Надо сказать, что и в публике отношение к новым судам было очень повышенное; публика проявляла к ним чрезвычайный интерес, который можно сравнить разве с интересом, который вызывали в наше время первые заседания первой Государственной думы. Публика массой посещала эти новые судебные установления, и, несмотря на полное сочувствие этому новому делу, несмотря на хорошее отношение ее к этим новым учреждениям, председателям было весьма трудно поддерживать должный порядок, потому что новые формы судопроизводства, никогда неслыханные дотоле блестящие речи, которые публике приходилось выслушивать, делали то, что она, вопреки правилам судебных учреждений, шумно выражала свое одобрение, так что председателям приходилось постоянно умерять ее пыл.

Очень горячо отнеслась к первым шагам новых судов и печать. Интересно отметить, как приветствовал эти новые суды один из самых талантливых тогдашних публицистов, который впоследствии сделался их наибольшим гонителем. Я говорю о Каткове, который тогда, хотя и подавшись довольно сильно направо, еще не сделался полным реакционером. Катков тогда был сторонником новых судов, он писал:

«С этим преобразованием входит в нашу жизнь совершенно новое начало, которое положит явственную грань между прошедшим и грядущим, которое не замедлит отозваться во всем... Действие его не ограничится только сферой собственно судебных установлений; как тонкая стихия, оно разольется повсюду и всему даст новое значение, новую силу. Суд, отправляемый публично и при участии присяжных, будет живою общественною силою. Суд независимый и самостоятельный, не подлежащий административному контролю, возвысит и облагородит общественную среду, ибо через него этот характер независимости сообщится и всем проявлениям общественной жизни. Только благодаря нововведению то, что называется законною свободою и обеспечением права, будет уже не словами, а делом... Вот какому великому делу полагается теперь основание, вот до чего суждено было дожить нам, вот что предоставляется живущему ныне поколению утвердить и ввести в силу[2].

И в другой статье, в 1867 г., уже после того, как суды проявили свою полную подготовленность в проведении этих принципов, тот же Катков писал:

«Поистине, едва верится, чтобы в столь короткое время, – он писал это 27 марта 1867 г., – так крепко и так успешно принялось дело столь важное и столь мало похожее на прежние наши порядки, начиная с основной мысли и до мельчайших подробностей.

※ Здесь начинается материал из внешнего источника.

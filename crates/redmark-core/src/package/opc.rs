use crate::error::{RedmarkError, Result};
use crate::xml::{builder, parser, XmlTree};
use std::collections::{BTreeMap, HashMap};
use std::io::{Cursor, Read, Write};
use zip::read::ZipArchive;
use zip::write::ZipWriter;
use zip::CompressionMethod;

use super::content_types::ContentTypes;
use super::relationships::{
    build_relationships_tree, next_relationship_id, parse_relationships, Relationship, TargetMode,
};
use super::uri;

const CONTENT_TYPES_PART: &str = "[Content_Types].xml";

/// In-memory OPC package: raw parts plus typed views of the content-type
/// and relationship parts. Part lookup is case-insensitive; URIs are
/// stored without a leading slash. Saving is deterministic (sorted part
/// order) and never mutates the input buffer.
#[derive(Clone, Debug)]
pub struct OpcPackage {
    parts: BTreeMap<String, Vec<u8>>,
    lower_index: HashMap<String, String>,
    content_types: ContentTypes,
    relationships: BTreeMap<String, Vec<Relationship>>,
}

impl OpcPackage {
    pub fn open(bytes: &[u8]) -> Result<Self> {
        let cursor = Cursor::new(bytes);
        let mut archive = ZipArchive::new(cursor)
            .map_err(|e| RedmarkError::malformed(format!("not a ZIP archive: {e}")))?;

        let mut raw_parts: BTreeMap<String, Vec<u8>> = BTreeMap::new();
        for i in 0..archive.len() {
            let mut file = archive
                .by_index(i)
                .map_err(|e| RedmarkError::malformed(format!("unreadable ZIP entry: {e}")))?;
            if file.is_dir() {
                continue;
            }
            let name = uri::normalize(file.name());
            let mut content = Vec::new();
            file.read_to_end(&mut content)?;
            raw_parts.insert(name, content);
        }

        let ct_bytes = raw_parts
            .remove(CONTENT_TYPES_PART)
            .ok_or_else(|| RedmarkError::malformed("missing [Content_Types].xml"))?;
        let content_types = ContentTypes::parse(&ct_bytes)?;

        let mut relationships = BTreeMap::new();
        let rels_names: Vec<String> = raw_parts
            .keys()
            .filter(|name| uri::source_for_rels(name).is_some())
            .cloned()
            .collect();
        for rels_name in rels_names {
            let source = uri::source_for_rels(&rels_name).unwrap();
            let bytes = raw_parts.remove(&rels_name).unwrap();
            relationships.insert(source, parse_relationships(&bytes)?);
        }

        let lower_index = raw_parts
            .keys()
            .map(|name| (name.to_ascii_lowercase(), name.clone()))
            .collect();

        Ok(Self {
            parts: raw_parts,
            lower_index,
            content_types,
            relationships,
        })
    }

    pub fn save(&self) -> Result<Vec<u8>> {
        let mut entries: BTreeMap<String, Vec<u8>> = self.parts.clone();
        for (source, rels) in &self.relationships {
            if rels.is_empty() {
                continue;
            }
            let tree = build_relationships_tree(rels);
            entries.insert(uri::rels_path_for(source), builder::serialize_bytes(&tree)?);
        }

        let mut buffer = Cursor::new(Vec::new());
        let mut writer = ZipWriter::new(&mut buffer);
        let options: zip::write::FileOptions<'_, ()> =
            zip::write::FileOptions::default().compression_method(CompressionMethod::Deflated);

        // [Content_Types].xml leads; remaining parts follow in sorted order.
        writer.start_file(CONTENT_TYPES_PART, options)?;
        writer.write_all(&builder::serialize_bytes(&self.content_types.to_tree())?)?;
        for (name, content) in &entries {
            writer.start_file(name, options)?;
            writer.write_all(content)?;
        }

        writer.finish()?;
        Ok(buffer.into_inner())
    }

    fn canonical_name(&self, part: &str) -> Option<String> {
        let normalized = uri::normalize(part);
        if self.parts.contains_key(&normalized) {
            return Some(normalized);
        }
        self.lower_index
            .get(&normalized.to_ascii_lowercase())
            .cloned()
    }

    pub fn has_part(&self, part: &str) -> bool {
        self.canonical_name(part).is_some()
    }

    pub fn part(&self, part: &str) -> Option<&[u8]> {
        let name = self.canonical_name(part)?;
        self.parts.get(&name).map(Vec::as_slice)
    }

    /// Parses a required XML part; absence or malformed XML is fatal.
    pub fn xml_part(&self, part: &str) -> Result<XmlTree> {
        let bytes = self
            .part(part)
            .ok_or_else(|| RedmarkError::malformed(format!("missing part '{part}'")))?;
        parser::parse_bytes(bytes)
    }

    /// Parses an optional XML part; absence is `Ok(None)`.
    pub fn try_xml_part(&self, part: &str) -> Result<Option<XmlTree>> {
        match self.part(part) {
            Some(bytes) => Ok(Some(parser::parse_bytes(bytes)?)),
            None => Ok(None),
        }
    }

    pub fn set_part(&mut self, part: &str, content: Vec<u8>) {
        let name = self
            .canonical_name(part)
            .unwrap_or_else(|| uri::normalize(part));
        self.lower_index
            .insert(name.to_ascii_lowercase(), name.clone());
        self.parts.insert(name, content);
    }

    pub fn set_xml_part(&mut self, part: &str, tree: &XmlTree) -> Result<()> {
        let bytes = builder::serialize_bytes(tree)?;
        self.set_part(part, bytes);
        Ok(())
    }

    pub fn remove_part(&mut self, part: &str) {
        if let Some(name) = self.canonical_name(part) {
            self.parts.remove(&name);
            self.lower_index.remove(&name.to_ascii_lowercase());
            self.relationships.remove(&name);
            self.content_types.remove_override(&name);
        }
    }

    pub fn part_names(&self) -> Vec<&str> {
        self.parts.keys().map(String::as_str).collect()
    }

    pub fn content_types(&self) -> &ContentTypes {
        &self.content_types
    }

    pub fn ensure_content_type(&mut self, part: &str, content_type: &str) {
        self.content_types.ensure(&uri::normalize(part), content_type);
    }

    /// Relationships declared by a part; pass `""` for the package root.
    pub fn relationships(&self, source_part: &str) -> &[Relationship] {
        self.relationships
            .get(&uri::normalize(source_part))
            .map(Vec::as_slice)
            .unwrap_or(&[])
    }

    pub fn relationship_by_id(&self, source_part: &str, r_id: &str) -> Option<&Relationship> {
        self.relationships(source_part).iter().find(|r| r.id == r_id)
    }

    pub fn relationship_of_type(&self, source_part: &str, rel_type: &str) -> Option<&Relationship> {
        self.relationships(source_part)
            .iter()
            .find(|r| r.rel_type == rel_type)
    }

    /// Resolves an internal relationship id to the target part URI.
    pub fn resolve_relationship(&self, source_part: &str, r_id: &str) -> Result<String> {
        let source = uri::normalize(source_part);
        let rel = self
            .relationship_by_id(&source, r_id)
            .ok_or_else(|| RedmarkError::BrokenReference {
                part: source.clone(),
                r_id: r_id.to_string(),
            })?;
        Ok(uri::resolve(&source, &rel.target))
    }

    pub fn add_relationship(
        &mut self,
        source_part: &str,
        rel_type: &str,
        target: &str,
        target_mode: TargetMode,
    ) -> String {
        let source = uri::normalize(source_part);
        let rels = self.relationships.entry(source).or_default();
        let id = next_relationship_id(rels);
        rels.push(Relationship {
            id: id.clone(),
            rel_type: rel_type.to_string(),
            target: target.to_string(),
            target_mode,
        });
        id
    }

    /// Adds a part together with a relationship from `source_part` and a
    /// content-type registration. Returns the allocated relationship id.
    pub fn add_part_with_relationship(
        &mut self,
        source_part: &str,
        part: &str,
        content: Vec<u8>,
        rel_type: &str,
        content_type: &str,
    ) -> String {
        let part = uri::normalize(part);
        self.set_part(&part, content);
        self.ensure_content_type(&part, content_type);
        let target = uri::relative_target(&uri::normalize(source_part), &part);
        self.add_relationship(source_part, rel_type, &target, TargetMode::Internal)
    }

    /// The part the package root's officeDocument relationship points at.
    pub fn main_document_part(&self) -> Result<String> {
        let rel = self
            .relationship_of_type("", crate::xml::namespaces::rel_type::OFFICE_DOCUMENT)
            .ok_or_else(|| RedmarkError::malformed("package has no officeDocument relationship"))?;
        Ok(uri::resolve("", &rel.target))
    }
}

История не забудет ни одного имени, связанного с этим великим делом гражданского обновления России»[3].

Так заканчивал он эту статью; теперь едва верится, что это слова Каткова, который впоследствии не находил выражений, чтобы обрушиваться на эти новые суды и чтобы охарактеризовать достаточно ярко то их участие в общей крамоле, которое они потом, по его мнению, в ней приняли... Но тогда это был, как выразился один из историков судебной реформы, медовый месяц этой реформы[4], и все деятели ее, как выразился один из членов новой магистратуры, известный теперь А. Ф. Кони, вкладывали в эту деятельность свою первую любовь, первую любовь к той сфере общественной деятельности, которая в это время была наиболее свободна[5]. Это была несомненная идиллия, которая, конечно, и не могла в тот момент, в условиях разыгравшейся реакции, долго продолжаться. И мы видим, что довольно скоро в этом медовом месяце появляются уже различные недоразумения и шероховатости, которые и должны были положить ему конец.

Прежде всего явилось резкое недовольство правительства, в особенности министра внутренних дел Валуева, теми приговорами судебных учреждений, которые последовали по делам о нарушении цензурного устава. Такие дела возникли уже в 1866 г. Первое из них, в котором судился А. С. Суворин, тогда тоже бывший либералом, за книгу «Всякие», прошло сравнительно благополучно для новых судов: автор был присужден к легкому наказанию, а книга изъята из обращения. Но уже следующий процесс, против редактора «Современника» А. Н. Пыпина и автора статьи «Дело молодого поколения» Ю. Г. Жуковского, кончился неблагополучно. Дело разбиралось без присяжных, но и коронный состав нового суда признал, что здесь не было никакого преступления, и вынес оправдательный приговор. Валуев был совершенно взбешен и, признавая подобный приговор недопустимым, утверждал, что председателя суда, Мотовилова, надо уволить в отставку, несмотря на принцип несменяемости.

Императору Александру помогло удержаться на этот раз на почве закона, может быть, то обстоятельство, что Мотовилов был в отпуску и приговор суда был вынесен в его отсутствие. Поэтому кончилось дело только тем, что прокурор подал апелляционный отзыв, и дело перешло в судебную палату, а здесь Пыпин и Жуковский были приговорены к недельному аресту; вопрос же об уничтожении самой книги журнала не имел уже значения, так как в это время «Современник» был, независимо от этой статьи, навсегда закрыт по высочайшему повелению.

Затем нашумело дело некоего Протопопова, мелкого чиновника, который обвинялся в оскорблении действием одного из своих начальников, вице-директора департамента. И вот, к ужасу Валуева, суд присяжных после экспертизы врачей признал Протопопова невменяемым, действовавшим в припадке умоисступления, и потому вынес ему оправдательный приговор. Это окончательно взбесило Валуева, а тогдашняя реакционная печать, в частности особенно резко газета «Весть», стала выдвигать на вид «революционность» новых судов. Дело еще более омрачилось, когда та же газета «Весть» систематически стала подбирать частые оправдательные приговоры и частое наложение легких взысканий мировыми судьями по делам об оскорблениях городовых. В этом тоже были усмотрены революционные симптомы.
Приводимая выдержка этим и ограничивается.